(DATASET Opens)
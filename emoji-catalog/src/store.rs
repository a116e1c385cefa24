//! EmojiCatalog - Main API for the picker UI
//!
//! One catalog is one picker session: it owns the data store, the search
//! index and the frequency tracker, and is exported through UniFFI.
//!
//! Initialization Model:
//! Loads run as tasks on a tokio runtime and are wrapped in a `Shared`
//! future. While a load is in flight every `initialize`/`ready` caller
//! awaits that same future and observes the same outcome. The task marks
//! its load finished itself, so the next `initialize` starts a fresh load
//! with its options even if every earlier caller was dropped.
//! Callers that arrive before any load has started park until one does.

use std::path::PathBuf;
use std::sync::atomic::{AtomicBool, AtomicU32, Ordering};
use std::sync::Arc;

use futures::future::{BoxFuture, FutureExt, Shared};
use once_cell::sync::Lazy;
use parking_lot::Mutex;
use tokio::sync::Notify;

use crate::data_store::{DataStore, InitOptions, DEFAULT_MAX_FREQUENT_ROWS};
use crate::fetch::{BundleFetcher, HttpFetcher};
use crate::i18n::Translations;
use crate::interface::{CatalogError, CatalogOptions, CatalogResult, EmojiSelection, VendorSet};
use crate::models::{Category, Emoji};
use crate::search::DEFAULT_MAX_RESULTS;
use crate::storage::{Preferences, SqliteStore, DEFAULT_NAMESPACE};

/// Version of the per-vendor image packages on the CDN
const DATASOURCE_VERSION: &str = "14.0.0";

/// Global fallback Tokio runtime for when async functions are called outside any runtime context.
/// Shared across all EmojiCatalog instances and never dropped.
static FALLBACK_RUNTIME: Lazy<tokio::runtime::Runtime> = Lazy::new(|| {
    tokio::runtime::Builder::new_multi_thread()
        .enable_all()
        .build()
        .expect("Failed to create fallback tokio runtime")
});

type SharedLoad = Shared<BoxFuture<'static, CatalogResult<()>>>;

#[derive(Clone)]
struct Load {
    outcome: SharedLoad,
    /// Set by the load task, whether or not anyone is still awaiting it
    finished: Arc<AtomicBool>,
}

struct Session {
    data: DataStore,
    /// Most recent load, finished or not
    load: Mutex<Option<Load>>,
    /// Wakes callers parked before the first load
    started: Notify,
    /// Row limit of the most recent load; selections are recorded when > 0
    max_frequent_rows: AtomicU32,
}

/// Thread-safe emoji catalog
#[derive(uniffi::Object)]
pub struct EmojiCatalog {
    session: Arc<Session>,
}

// Internal implementation (not exported via FFI)
impl EmojiCatalog {
    /// Catalog over an arbitrary preferences store and fetcher
    pub fn with_parts(fetcher: Arc<dyn BundleFetcher>, prefs: Preferences) -> Self {
        Self {
            session: Arc::new(Session {
                data: DataStore::new(fetcher, prefs),
                load: Mutex::new(None),
                started: Notify::new(),
                max_frequent_rows: AtomicU32::new(DEFAULT_MAX_FREQUENT_ROWS),
            }),
        }
    }

    /// Get a tokio runtime handle - uses current runtime if available, otherwise global fallback
    fn runtime_handle(&self) -> tokio::runtime::Handle {
        tokio::runtime::Handle::try_current()
            .unwrap_or_else(|_| FALLBACK_RUNTIME.handle().clone())
    }

    /// Join the in-flight load, or start one with `options`.
    pub async fn initialize_with(&self, options: InitOptions) -> CatalogResult<()> {
        let load = {
            let mut slot = self.session.load.lock();
            match slot.as_ref() {
                Some(load) if !load.finished.load(Ordering::SeqCst) => load.clone(),
                _ => {
                    let load = self.spawn_load(options);
                    *slot = Some(load.clone());
                    self.session.started.notify_waiters();
                    load
                }
            }
        };
        load.outcome.await
    }

    fn spawn_load(&self, options: InitOptions) -> Load {
        let session = Arc::clone(&self.session);
        let finished = Arc::new(AtomicBool::new(false));
        let done = Arc::clone(&finished);
        let handle = self.runtime_handle().spawn(async move {
            let result = session.data.load(&options).await.map(|outcome| {
                session
                    .max_frequent_rows
                    .store(options.max_frequent_rows, Ordering::SeqCst);
                log::debug!(
                    "catalog loaded: {} categories, index rebuilt: {}",
                    outcome.categories,
                    outcome.rebuilt
                );
            });
            done.store(true, Ordering::SeqCst);
            result
        });

        let aborted = Arc::clone(&finished);
        let outcome = async move {
            match handle.await {
                Ok(result) => result,
                Err(_join_error) => {
                    aborted.store(true, Ordering::SeqCst);
                    Err(CatalogError::Interrupted)
                }
            }
        }
        .boxed()
        .shared();
        Load { outcome, finished }
    }

    fn record_if_tracking(&self, emoji_id: &str) {
        if self.session.max_frequent_rows.load(Ordering::SeqCst) > 0 {
            self.session.data.record(emoji_id);
        }
    }

    pub fn get_shared(&self, key: &str) -> Option<Arc<Emoji>> {
        self.session.data.current()?.get(key)
    }
}

// FFI-exported constructors (must be in standalone impl block)
#[uniffi::export]
impl EmojiCatalog {
    /// Create a catalog persisting preferences in a database at the given path
    #[uniffi::constructor]
    pub fn new(db_path: String) -> Result<Self, CatalogError> {
        let store = SqliteStore::open(PathBuf::from(db_path))?;
        Ok(Self::with_parts(
            Arc::new(HttpFetcher::default()),
            Preferences::new(Arc::new(store), DEFAULT_NAMESPACE),
        ))
    }

    /// Create a catalog whose preferences live only as long as it does
    #[uniffi::constructor]
    pub fn new_in_memory() -> Self {
        Self::with_parts(Arc::new(HttpFetcher::default()), Preferences::in_memory())
    }
}

#[uniffi::export]
impl EmojiCatalog {
    // ─────────────────────────────────────────────────────────────────────────────
    // Lifecycle
    // ─────────────────────────────────────────────────────────────────────────────

    /// Load (or reload) the catalog. Concurrent calls share one load.
    pub async fn initialize(&self, options: CatalogOptions) -> Result<(), CatalogError> {
        let options = InitOptions::try_from(options)?;
        self.initialize_with(options).await
    }

    /// Wait for the current load to finish, or for the first one to start
    pub async fn ready(&self) -> Result<(), CatalogError> {
        let load = loop {
            let started = {
                let slot = self.session.load.lock();
                match slot.as_ref() {
                    Some(load) => break load.outcome.clone(),
                    // registered under the lock so a concurrent start can't be missed
                    None => self.session.started.notified(),
                }
            };
            started.await;
        };
        load.await
    }

    /// Drop all loaded data; the next `initialize` fetches again
    pub fn reset(&self) {
        *self.session.load.lock() = None;
        self.session.data.reset();
    }

    // ─────────────────────────────────────────────────────────────────────────────
    // Read Operations
    // ─────────────────────────────────────────────────────────────────────────────

    /// Ranked search. `None` for a blank query, empty for no matches.
    /// Waits for the load to finish, or to start if none has.
    pub async fn search(
        &self,
        query: String,
        max_results: Option<u32>,
    ) -> Result<Option<Vec<Emoji>>, CatalogError> {
        if query.trim().is_empty() {
            return Ok(None);
        }
        self.ready().await?;

        let state = self
            .session
            .data
            .current()
            .ok_or(CatalogError::NotInitialized)?;
        let max_results = max_results
            .filter(|n| *n > 0)
            .map_or(DEFAULT_MAX_RESULTS, |n| n as usize);

        Ok(state
            .index
            .search(&query, max_results)
            .map(|results| results.iter().map(|e| Emoji::clone(e)).collect()))
    }

    /// Look up by id, alias or native string
    pub fn get(&self, key: String) -> Option<Emoji> {
        self.get_shared(&key).map(|e| Emoji::clone(&e))
    }

    /// Look up `:id:` or `:id::skin-tone-N:`
    pub fn get_by_shortcodes(&self, shortcodes: String) -> Option<EmojiSelection> {
        let state = self.session.data.current()?;
        let (emoji, skin) = state.get_by_shortcodes(&shortcodes)?;
        Some(selection(&emoji, skin))
    }

    /// Categories of the current load, in display order
    pub fn categories(&self) -> Vec<Category> {
        self.session
            .data
            .current()
            .map(|state| state.categories.clone())
            .unwrap_or_default()
    }

    /// Strings of the current load; English before any load
    pub fn translations(&self) -> Translations {
        self.session
            .data
            .current()
            .map(|state| state.translations.clone())
            .unwrap_or_default()
    }

    pub fn frequent(&self, max_rows: u32, per_line: u32) -> Vec<String> {
        self.session.data.frequent(max_rows, per_line)
    }

    // ─────────────────────────────────────────────────────────────────────────────
    // Write Operations
    // ─────────────────────────────────────────────────────────────────────────────

    /// Count one use of `emoji_id`
    pub fn record_selection(&self, emoji_id: String) {
        self.session.data.record(&emoji_id);
    }

    /// Build the payload for a pick of `key` at a 1-based tone and record it
    pub fn select(&self, key: String, skin: u8) -> Option<EmojiSelection> {
        let emoji = self.get_shared(&key)?;
        let picked = selection(&emoji, skin);
        self.record_if_tracking(&picked.id);
        Some(picked)
    }

    // ─────────────────────────────────────────────────────────────────────────────
    // Asset Locations
    // ─────────────────────────────────────────────────────────────────────────────

    pub fn image_url(&self, set: VendorSet, unified: String) -> String {
        image_url(set, &unified)
    }

    pub fn spritesheet_url(&self, set: VendorSet) -> String {
        spritesheet_url(set)
    }
}

/// Selection payload for `emoji` rendered at a 1-based tone.
pub fn selection(emoji: &Emoji, tone: u8) -> EmojiSelection {
    let skin = emoji.skin(tone);
    let rendered = if tone > 1 && skin != emoji.default_skin() {
        tone
    } else {
        1
    };

    EmojiSelection {
        id: emoji.id.clone(),
        name: emoji.name.clone(),
        native: skin.and_then(|s| s.native.clone()),
        unified: skin.and_then(|s| s.unified.clone()),
        keywords: emoji.keywords.clone(),
        shortcodes: skin.and_then(|s| s.shortcodes.clone()),
        src: skin.and_then(|s| s.src.clone()),
        aliases: emoji.aliases.clone(),
        emoticons: emoji.emoticons.clone(),
        skin: rendered,
    }
}

/// Default per-glyph image for a sprite-sheet set
pub fn image_url(set: VendorSet, unified: &str) -> String {
    format!(
        "https://cdn.jsdelivr.net/npm/emoji-datasource-{set}@{DATASOURCE_VERSION}/img/{set}/64/{unified}.png"
    )
}

pub fn spritesheet_url(set: VendorSet) -> String {
    format!(
        "https://cdn.jsdelivr.net/npm/emoji-datasource-{set}@{DATASOURCE_VERSION}/img/{set}/sheets-256/64.png"
    )
}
(DATASET Closes)
*TASK STATEMENT*: For every line in the data above that has the string "aborted", return that line.

*TASK RESULT*:
        let aborted = Arc::clone(&finished);
                    aborted.store(true, Ordering::SeqCst);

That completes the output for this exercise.